[前][次][番号順一覧][スレッド一覧]

ruby-changes:72521

From: Eileen <ko1@a...>
Date: Wed, 13 Jul 2022 05:41:04 +0900 (JST)
Subject: [ruby-changes:72521] 59c6b7b7ab (master): Speed up --yjit-trace-exits code (#6106)

https://git.ruby-lang.org/ruby.git/commit/?id=59c6b7b7ab

From 59c6b7b7abefdf8bc93d7117a3893d581f3a6c90 Mon Sep 17 00:00:00 2001
From: "Eileen M. Uchitelle" <eileencodes@u...>
Date: Tue, 12 Jul 2022 16:40:49 -0400
Subject: Speed up --yjit-trace-exits code (#6106)

In a small script the speed of this feature isn't really noticeable but
on Rails it's very noticeable how slow this can be. This PR aims to
speed up two parts of the functionality.

1) The Rust exit recording code

Instead of adding all samples as we see them to the yjit_raw_samples and
yjit_line_samples, we can increment the counter on the ones we've seen
before. This will be faster on traces where we are hitting the same
stack often. In a crude measurement of booting just the active record
base test (`test/cases/base_test.rb`) we found that this improved the
speed by 1 second.

This also results in a smaller marshal dump file which sped up the test
boot time by 4 seconds with trace exits on.

2) The Ruby parsing code

Previously we were allocating new arrays using `shift` and
`each_with_index`. This change avoids allocating new arrays by using an
index. This change saves us the most amount of time, gaining 11 seconds.

Before this change the test boot time took 62 seconds, after it took 47
seconds. This is still too long but it's a step closer to faster
functionality. Next we're going to tackle allowing you to collect trace
exits for a specific instruction.
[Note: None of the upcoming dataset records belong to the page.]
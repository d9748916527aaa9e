//! Floating profile badge.
//!
//! Revealed after a fixed delay. Under [`BadgePolicy::ScrollLinked`] it is
//! also hidden while the page is scrolled past the threshold and shown again
//! below it.

use gloo_timers::callback::Timeout;
use log::debug;
use web_sys::Event;

use crate::config::{BadgeConfig, BadgePolicy};
use crate::dom::{self, Page};
use crate::error::PortfolioError;

impl BadgePolicy {
    /// Visibility the badge should take at `scroll_y`; `None` leaves it as is.
    pub fn visible_at(self, scroll_y: f64) -> Option<bool> {
        match self {
            BadgePolicy::ShowOnce => None,
            BadgePolicy::ScrollLinked { hide_above } => Some(scroll_y <= hide_above),
        }
    }
}

pub fn mount(page: &Page, cfg: &BadgeConfig) -> Result<bool, PortfolioError> {
    let Some(badge) = page.by_id(&cfg.element_id) else {
        debug!("badge: #{} not present", cfg.element_id);
        return Ok(false);
    };

    {
        let badge = badge.clone();
        let class = cfg.visible_class.clone();
        Timeout::new(cfg.reveal_delay_ms, move || dom::set_class(&badge, &class, true)).forget();
    }

    if let BadgePolicy::ScrollLinked { .. } = cfg.policy {
        let policy = cfg.policy;
        let class = cfg.visible_class.clone();
        let scroller = page.clone();
        dom::listen(&page.window, "scroll", move |_evt: Event| {
            if let Some(visible) = policy.visible_at(scroller.scroll_y()) {
                dom::set_class(&badge, &class, visible);
            }
        })?;
    }
    Ok(true)
}
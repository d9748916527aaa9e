//! Randomness for particle seeding: a `fastrand::Rng` seeded from the
//! browser's crypto source, or from the clock when the `rng` feature is off
//! or the source is unavailable.

pub use fastrand::Rng;

pub fn entropy_seed(now_ms: f64) -> u64 {
    #[cfg(feature = "rng")]
    {
        let mut buf = [0u8; 8];
        if getrandom::getrandom(&mut buf).is_ok() {
            return u64::from_le_bytes(buf);
        }
    }
    (now_ms * 1000.0) as u64 ^ 0x5851_F42D_4C95_7F2D
}

pub fn from_entropy(now_ms: f64) -> Rng {
    Rng::with_seed(entropy_seed(now_ms))
}

/// Uniform in [lo, hi).
pub fn range(rng: &mut Rng, lo: f64, hi: f64) -> f64 {
    lo + (hi - lo) * rng.f64()
}
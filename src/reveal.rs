//! Scroll-triggered fade-in.
//!
//! Every element matching one of the reveal selectors is watched by a single
//! `IntersectionObserver`. The first intersection marks it visible and stops
//! watching it; visible is terminal.

use js_sys::Array;
use log::debug;
use wasm_bindgen::JsCast;
use wasm_bindgen::prelude::*;
use web_sys::{IntersectionObserver, IntersectionObserverEntry, IntersectionObserverInit};

use crate::config::RevealConfig;
use crate::dom::{self, Page};
use crate::error::PortfolioError;

#[derive(Clone, Copy, Debug, PartialEq, Eq)]
pub enum RevealState {
    Hidden,
    Visible,
}

impl RevealState {
    /// Feed one intersection notification. Returns true only on the
    /// hidden -> visible edge.
    pub fn observe(&mut self, intersecting: bool) -> bool {
        match (*self, intersecting) {
            (RevealState::Hidden, true) => {
                *self = RevealState::Visible;
                true
            }
            _ => false,
        }
    }
}

/// Build an observer that calls `on_entry` for each notified entry.
pub(crate) fn observer<F>(
    threshold: f64,
    mut on_entry: F,
) -> Result<IntersectionObserver, PortfolioError>
where
    F: FnMut(&IntersectionObserverEntry, &IntersectionObserver) + 'static,
{
    let callback = Closure::wrap(Box::new(move |entries: Array, obs: IntersectionObserver| {
        for entry in entries.iter() {
            if let Ok(entry) = entry.dyn_into::<IntersectionObserverEntry>() {
                on_entry(&entry, &obs);
            }
        }
    }) as Box<dyn FnMut(Array, IntersectionObserver)>);
    let init = IntersectionObserverInit::new();
    init.set_threshold(&JsValue::from_f64(threshold));
    let obs = IntersectionObserver::new_with_options(callback.as_ref().unchecked_ref(), &init)?;
    callback.forget();
    Ok(obs)
}

pub fn mount(page: &Page, cfg: &RevealConfig) -> Result<bool, PortfolioError> {
    let mut targets = Vec::new();
    for selector in &cfg.selectors {
        targets.extend(page.query_all(selector)?);
    }
    if targets.is_empty() {
        debug!("reveal: no elements matched {:?}", cfg.selectors);
        return Ok(false);
    }

    let class = cfg.visible_class.clone();
    let obs = observer(cfg.threshold, move |entry, obs| {
        let target = entry.target();
        let mut state = if dom::has_class(&target, &class) {
            RevealState::Visible
        } else {
            RevealState::Hidden
        };
        if state.observe(entry.is_intersecting()) {
            dom::set_class(&target, &class, true);
        }
        if state == RevealState::Visible {
            obs.unobserve(&target);
        }
    })?;
    for el in &targets {
        obs.observe(el);
    }
    debug!("reveal: watching {} elements", targets.len());
    Ok(true)
}
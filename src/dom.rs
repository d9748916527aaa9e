//! Thin helpers over `web_sys` shared by the component mounts.
//!
//! Lookups return `Option` so callers branch explicitly on a missing element.

use wasm_bindgen::JsCast;
use wasm_bindgen::convert::FromWasmAbi;
use wasm_bindgen::prelude::*;
use web_sys::{Document, Element, EventTarget, HtmlElement, Storage, Window};

use crate::error::PortfolioError;

/// Handles to the current window and document.
#[derive(Clone)]
pub struct Page {
    pub window: Window,
    pub document: Document,
}

impl Page {
    pub fn current() -> Result<Self, PortfolioError> {
        let window = web_sys::window().ok_or(PortfolioError::NoWindow)?;
        let document = window.document().ok_or(PortfolioError::NoDocument)?;
        Ok(Self { window, document })
    }

    pub fn by_id(&self, id: &str) -> Option<Element> {
        self.document.get_element_by_id(id)
    }

    /// Look up `id` and cast it; a present element of the wrong type is an error.
    pub fn by_id_as<T: JsCast>(&self, id: &str) -> Result<Option<T>, PortfolioError> {
        match self.by_id(id) {
            Some(el) => el
                .dyn_into::<T>()
                .map(Some)
                .map_err(|_| PortfolioError::UnexpectedElement(id.to_string())),
            None => Ok(None),
        }
    }

    pub fn query(&self, selector: &str) -> Option<Element> {
        self.document.query_selector(selector).ok().flatten()
    }

    pub fn query_all(&self, selector: &str) -> Result<Vec<Element>, PortfolioError> {
        let list = self.document.query_selector_all(selector)?;
        let mut out = Vec::with_capacity(list.length() as usize);
        for i in 0..list.length() {
            if let Some(el) = list.get(i).and_then(|n| n.dyn_into::<Element>().ok()) {
                out.push(el);
            }
        }
        Ok(out)
    }

    pub fn body(&self) -> Option<HtmlElement> {
        self.document.body()
    }

    pub fn local_storage(&self) -> Option<Storage> {
        self.window.local_storage().ok().flatten()
    }

    pub fn scroll_y(&self) -> f64 {
        self.window.scroll_y().unwrap_or(0.0)
    }

    /// Current viewport size in CSS px.
    pub fn viewport(&self) -> (f64, f64) {
        let w = self.window.inner_width().ok().and_then(|v| v.as_f64()).unwrap_or(0.0);
        let h = self.window.inner_height().ok().and_then(|v| v.as_f64()).unwrap_or(0.0);
        (w, h)
    }

    pub fn now(&self) -> f64 {
        self.window.performance().map(|p| p.now()).unwrap_or(0.0)
    }
}

/// Register `handler` for `event` on `target` for the lifetime of the page.
pub fn listen<E, F>(target: &EventTarget, event: &str, handler: F) -> Result<(), PortfolioError>
where
    E: FromWasmAbi + 'static,
    F: FnMut(E) + 'static,
{
    let closure = Closure::wrap(Box::new(handler) as Box<dyn FnMut(E)>);
    target.add_event_listener_with_callback(event, closure.as_ref().unchecked_ref())?;
    closure.forget();
    Ok(())
}

pub fn set_class(el: &Element, class: &str, on: bool) {
    let list = el.class_list();
    let _ = if on { list.add_1(class) } else { list.remove_1(class) };
}

pub fn has_class(el: &Element, class: &str) -> bool {
    el.class_list().contains(class)
}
There is also some potential slowness
in the GC code that I'd like to take a second look at.

Co-authored-by: Aaron Patterson <tenderlove@r...>

Co-authored-by: Aaron Patterson <tenderlove@r...>
---
 yjit.c            |  4 ++++
 yjit.rb           | 45 +++++++++++++++++++++++-----------------
 yjit/src/stats.rs | 62 ++++++++++++++++++++++++++++++++++++++++++++++++-------
 3 files changed, 84 insertions(+), 27 deletions(-)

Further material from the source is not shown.